The key appears to be targeting vitamin E to patients with diabetes who also have a haptoglobin 2-2 genotype, which means they lack a robust antioxidant effect from this blood protein. Roughly a third of people in Western populations carry this genotype. Everyone else has a 1-1 or 2-1 genotype, both of which produce haptoglobin with adequate antioxidant activity.
The latest results to back up this paradigm came from a post hoc analysis of the 1,027 women with diabetes enrolled in the Women’s Health Study (WHS). In this analysis, women with diabetes and the haptoglobin 2-2 genotype who received an every-other-day supplement of 600 IU of vitamin E had a 15% reduced rate of cardiovascular disease events during an average 10 years of follow-up compared with similar women randomized to placebo, Dr. Shany Blum said at the annual scientific sessions of the American Heart Association. In contrast, post hoc analysis of WHS women with diabetes and the 2-1 genotype who received vitamin E showed a 20%-25% increased rate of cardiovascular disease events during follow-up compared with similar women who received placebo.
The stroke rate in women with the 2-1 haptoglobin genotype totaled 5.7% in those who received vitamin E and 1.2% in the placebo arm, a 4.5-fold increased rate of stroke after adjustment, said Dr. Blum, a researcher at the Technion-Israel Institute of Technology in Haifa, Israel.

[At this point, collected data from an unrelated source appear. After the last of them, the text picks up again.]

//! The full build pipeline over one storage backend.

use crate::aggregate::{AggregateCounts, AggregationPass, AggregationReport};
use crate::config::Config;
use crate::context::{CountryAggregate, SpatialIndexContext};
use crate::country::CountryTable;
use crate::coverage::{CoverageReport, RegionGeometryAccumulator};
use crate::document::{DocumentBuilder, GenerationReport, OutputDocument};
use crate::error::Result;
use crate::index::{IngestReport, SpatialBucketIndex};
use crate::storage::StorageBackend;
use crate::types::NodePath;

/// Outcome of [`Pyramid::build`].
#[derive(Debug, Clone, Default, PartialEq, Eq)]
pub struct BuildSummary {
    pub ingest: IngestReport,
    pub aggregation: AggregationReport,
    pub coverage: CoverageReport,
    pub documents: GenerationReport,
}

impl BuildSummary {
    /// True when every document was written or found clean.
    pub fn is_complete(&self) -> bool {
        self.documents.is_complete()
    }
}

/// A level-of-detail document tree backed by a [`StorageBackend`].
///
/// Opening a pyramid reloads whatever tree the backend already holds, so
/// each build extends the previous one.
///
/// ```
/// use geolod::{Config, CountryTable, MemoryBackend, Pyramid};
///
/// let countries = CountryTable::parse("IRL Ireland\n");
/// let mut pyramid = Pyramid::open(Config::default(), countries, MemoryBackend::new())?;
/// let summary = pyramid.build(["IRLezjmd-a1", "IRLezjmd-a2", "bad line"])?;
///
/// assert_eq!(summary.ingest.inserted, 2);
/// assert_eq!(summary.ingest.malformed, 1);
/// assert_eq!(pyramid.counts().total(), 2);
/// # Ok::<(), geolod::GeoLodError>(())
/// ```
pub struct Pyramid<B: StorageBackend> {
    config: Config,
    backend: B,
    index: SpatialBucketIndex,
    context: SpatialIndexContext,
    counts: AggregateCounts,
}

impl<B: StorageBackend> Pyramid<B> {
    pub fn open(config: Config, countries: CountryTable, backend: B) -> Result<Self> {
        config.validate()?;
        let index = SpatialBucketIndex::load(config.layout, &backend)?;
        if !index.is_empty() {
            log::info!(
                "Reopened tree with {} nodes and {} points",
                index.len(),
                index.point_count()
            );
        }
        Ok(Self {
            config,
            backend,
            index,
            context: SpatialIndexContext::new(countries),
            counts: AggregateCounts::default(),
        })
    }

    pub fn ingest<I, S>(&mut self, lines: I) -> Result<IngestReport>
    where
        I: IntoIterator<Item = S>,
        S: AsRef<str>,
    {
        self.index.ingest(lines, &mut self.backend)
    }

    pub fn aggregate(&mut self) -> Result<AggregationReport> {
        let (counts, report) = AggregationPass::new(&self.index).run(&mut self.backend)?;
        self.counts = counts;
        Ok(report)
    }

    /// Recompute country coverage. Uses the counts of the last
    /// [`aggregate`](Self::aggregate).
    pub fn accumulate_coverage(&mut self) -> Result<CoverageReport> {
        RegionGeometryAccumulator::new(&self.config)?.accumulate(
            &self.index,
            &self.counts,
            &mut self.context,
        )
    }

    pub fn accumulate_coverage_parallel(&mut self, workers: usize) -> Result<CoverageReport> {
        RegionGeometryAccumulator::new(&self.config)?.accumulate_parallel(
            &self.index,
            &self.counts,
            &mut self.context,
            workers,
        )
    }

    pub fn generate_documents(&mut self) -> GenerationReport {
        DocumentBuilder::new(&self.index, &self.counts, &self.context, &self.config)
            .generate(&mut self.backend)
    }

    /// Render one node's document without storing it.
    pub fn render(&self, path: &NodePath) -> Result<OutputDocument> {
        DocumentBuilder::new(&self.index, &self.counts, &self.context, &self.config).render(path)
    }

    /// Ingest `lines` and bring counts, coverage and documents up to date.
    pub fn build<I, S>(&mut self, lines: I) -> Result<BuildSummary>
    where
        I: IntoIterator<Item = S>,
        S: AsRef<str>,
    {
        let ingest = self.ingest(lines)?;
        let aggregation = self.aggregate()?;
        let coverage = self.accumulate_coverage()?;
        let documents = self.generate_documents();
        self.backend.sync()?;

        Ok(BuildSummary {
            ingest,
            aggregation,
            coverage,
            documents,
        })
    }

    pub fn country_aggregates(&self) -> Vec<CountryAggregate> {
        self.index
            .countries()
            .filter_map(|node| node.path().country())
            .map(|code| self.context.country_aggregate(code, &self.counts))
            .collect()
    }

    pub fn config(&self) -> &Config {
        &self.config
    }

    pub fn index(&self) -> &SpatialBucketIndex {
        &self.index
    }

    pub fn context(&self) -> &SpatialIndexContext {
        &self.context
    }

    pub fn counts(&self) -> &AggregateCounts {
        &self.counts
    }

    pub fn backend(&self) -> &B {
        &self.backend
    }

    pub fn backend_mut(&mut self) -> &mut B {
        &mut self.backend
    }

    pub fn into_backend(self) -> B {
        self.backend
    }
}

#[cfg(test)]
mod tests {
    use super::*;
    use crate::coverage::cell_bounds;
    use crate::storage::MemoryBackend;

    fn pyramid() -> Pyramid<MemoryBackend> {
        Pyramid::open(
            Config::default(),
            CountryTable::parse("IRL Ireland\nFRA France\n"),
            MemoryBackend::new(),
        )
        .unwrap()
    }

    #[test]
    fn test_build_summary() -> Result<()> {
        let mut pyramid = pyramid();
        let summary = pyramid.build(["IRLezjmd-a1", "IRLezjmd-a2", "FRAu09tv-b1", "", "oops"])?;

        assert_eq!(summary.ingest.inserted, 3);
        assert_eq!(summary.ingest.malformed, 1);
        assert_eq!(summary.ingest.blank_lines, 1);
        assert_eq!(summary.aggregation.nodes_visited, pyramid.index().len() + 1);
        assert_eq!(summary.coverage.countries, 2);
        assert_eq!(summary.documents.written, pyramid.index().len() + 1);
        assert!(summary.is_complete());
        Ok(())
    }

    #[test]
    fn test_country_aggregates() -> Result<()> {
        let mut pyramid = pyramid();
        pyramid.build(["IRLezjmd-a1", "IRLezjmd-a2", "FRAu09tv-b1", "DEUu33d-c1"])?;

        let aggregates = pyramid.country_aggregates();
        let codes: Vec<&str> = aggregates.iter().map(|a| a.code.as_str()).collect();
        assert_eq!(codes, vec!["DEU", "FRA", "IRL"]);
        assert_eq!(aggregates[0].display_name, "country #DEU");
        assert_eq!(aggregates[2].display_name, "Ireland");
        assert_eq!(aggregates[2].total_points, 2);

        let fra = aggregates[1].coverage.as_ref().unwrap();
        assert_eq!(fra.bounding_rect(), cell_bounds("u09")?);
        Ok(())
    }

    #[test]
    fn test_parallel_coverage_matches_sequential() -> Result<()> {
        let mut pyramid = pyramid();
        pyramid.build(["IRLezjmd-a1", "IRLezk-a2", "FRAu09tv-b1", "FRAu0d-b2", "DEUu33d-c1"])?;
        let sequential: Vec<_> = pyramid.country_aggregates();

        let report = pyramid.accumulate_coverage_parallel(2)?;
        assert_eq!(report.countries, 3);
        for (before, after) in sequential.iter().zip(pyramid.country_aggregates()) {
            let (a, b) = (before.coverage.as_ref().unwrap(), after.coverage.unwrap());
            assert_eq!(a.bounding_rect(), b.bounding_rect());
            assert!((a.area() - b.area()).abs() < 1e-9);
        }
        Ok(())
    }

    #[test]
    fn test_invalid_config_rejected() {
        let config = Config::default().with_coverage_resolution(2);
        let result = Pyramid::open(config, CountryTable::new(), MemoryBackend::new());
        assert!(result.is_err());
    }
}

These findings follow similar observations about the interaction of vitamin E and the haptoglobin genotype in both women and men with diabetes in a post hoc analysis of data from the Heart Outcomes Prevention Evaluation (HOPE) study (New Engl. J. Med. 2000;342:154-60), and from a prospective test of vitamin E compared with placebo in 1,434 patients with diabetes and the haptoglobin 2-2 genotype in the Israel Cardiovascular Events Reduction With Vitamin E (ICARE) study (Arterioscler. Thromb. Vasc. Biol. 2008;28:341-7).

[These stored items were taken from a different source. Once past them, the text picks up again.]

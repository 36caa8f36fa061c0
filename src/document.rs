//! Per-node output documents with level-of-detail gated links.
//!
//! The root document links every country, a country document links its
//! first-level geohash cells, and every cell links its finer children. A
//! viewer only fetches a linked document once the link's region covers
//! enough pixels, so the whole tree loads lazily.

use crate::aggregate::AggregateCounts;
use crate::config::{Config, LodRange, RebuildPolicy};
use crate::context::SpatialIndexContext;
use crate::coverage::cell_bounds;
use crate::error::{GeoLodError, Result};
use crate::index::SpatialBucketIndex;
use crate::kml;
use crate::record::RecordParser;
use crate::storage::StorageBackend;
use crate::types::NodePath;
use crate::walker::TreeWalker;
use geo::{Coord, Rect};
use rustc_hash::{FxHashSet, FxHasher};
use std::hash::{Hash, Hasher};

/// A link to a child document.
#[derive(Debug, Clone, PartialEq)]
pub struct LinkDescriptor {
    pub target: NodePath,
    pub name: String,
    /// Location of the child document relative to this one.
    pub href: String,
    pub region: Rect<f64>,
    pub lod: LodRange,
}

/// A point stored directly at a node, placed at the center of its geohash.
#[derive(Debug, Clone, PartialEq)]
pub struct PointMark {
    pub name: String,
    pub position: Coord<f64>,
}

/// The values a document embeds to let later runs tell whether it is stale.
#[derive(Debug, Clone, Copy, PartialEq, Eq)]
pub struct BakedState {
    pub aggregate_count: u64,
    pub link_count: usize,
    /// Hash over everything the document renders.
    pub fingerprint: u64,
}

#[derive(Debug, Clone, PartialEq)]
pub struct OutputDocument {
    pub path: NodePath,
    pub name: String,
    pub description: String,
    /// `None` only for the root of an empty tree.
    pub region: Option<Rect<f64>>,
    pub aggregate_count: u64,
    /// Outline extrusion, proportional to the aggregate count.
    pub extrude_height: f64,
    pub links: Vec<LinkDescriptor>,
    pub points: Vec<PointMark>,
}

Both studies used a daily supplement with 400 IU of vitamin E. The Haifa researchers published a meta-analysis of the results from HOPE and ICARE in patients with diabetes analyzed by their haptoglobin genotype last May (Pharmacogenomics 2010;11:675-84).

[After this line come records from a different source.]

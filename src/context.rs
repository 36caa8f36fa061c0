//! Shared read context for the passes.
//!
//! Holds the country table and the per-country coverage. Coverage is only
//! replaced by [`RegionGeometryAccumulator`](crate::coverage::RegionGeometryAccumulator);
//! everything else reads it.

use crate::aggregate::AggregateCounts;
use crate::country::CountryTable;
use crate::coverage::CoverageGeometry;
use crate::types::NodePath;
use std::collections::BTreeMap;

#[derive(Debug, Clone, Default)]
pub struct SpatialIndexContext {
    countries: CountryTable,
    coverage: BTreeMap<String, CoverageGeometry>,
}

/// Everything known about one country after a build.
#[derive(Debug, Clone, PartialEq)]
pub struct CountryAggregate {
    pub code: String,
    pub display_name: String,
    pub total_points: u64,
    pub coverage: Option<CoverageGeometry>,
}

impl SpatialIndexContext {
    pub fn new(countries: CountryTable) -> Self {
        Self {
            countries,
            coverage: BTreeMap::new(),
        }
    }

    pub fn countries(&self) -> &CountryTable {
        &self.countries
    }

    pub fn display_name(&self, code: &str) -> String {
        self.countries.name(code).into_owned()
    }

    pub fn coverage(&self, code: &str) -> Option<&CoverageGeometry> {
        self.coverage.get(code)
    }

    pub fn coverages(&self) -> impl Iterator<Item = (&str, &CoverageGeometry)> {
        self.coverage.iter().map(|(code, geometry)| (code.as_str(), geometry))
    }

    pub(crate) fn replace_coverage(&mut self, coverage: BTreeMap<String, CoverageGeometry>) {
        self.coverage = coverage;
    }

    pub fn country_aggregate(&self, code: &str, counts: &AggregateCounts) -> CountryAggregate {
        CountryAggregate {
            code: code.to_string(),
            display_name: self.display_name(code),
            total_points: counts.get(&NodePath::from_segments([code])),
            coverage: self.coverage.get(code).cloned(),
        }
    }
}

"We have now addressed, in three independent studies, the ability to target specifically haptoglobin 2-2 individuals with antioxidant treatment, particularly vitamin E," said Dr. Andrew P. Levy, professor of anatomy and cell biology at the Technion-Israel Institute and the lead investigator of these analyses and the ICARE study.
"We’ve now shown in the HOPE study, ICARE, and WHS that patients with the 2-2 genotype [and diabetes] benefited from receiving vitamin E. In HOPE, they had about a 30% reduction in cardiovascular events [compared with patients who received placebo], in ICARE about a 45% reduction in cardiovascular events, and in the WHS about a 15% reduction in cardiovascular events," Dr. Levy said in an interview. The HOPE and WHS studies "had previously both shown no overall benefit from vitamin E" compared with placebo when the analysis included all participants, regardless of their diabetes status and haptoglobin genotype status. "But when we specifically targeted people with 2-2, they benefited from vitamin E treatment."
Dr. Levy stressed that in his opinion this paradigm needs additional testing in a large, prospective trial before physicians start routinely prescribing vitamin E to patients with diabetes and a haptoglobin 2-2 genotype. He conceded, however, that such a study may be difficult to fund, as no drug company stands to reap a financial benefit from vitamin E, an inexpensive generic agent.
Dr. Blum said he had no disclosures. Dr Levy has served as a consultant for Synvista Therapeutics.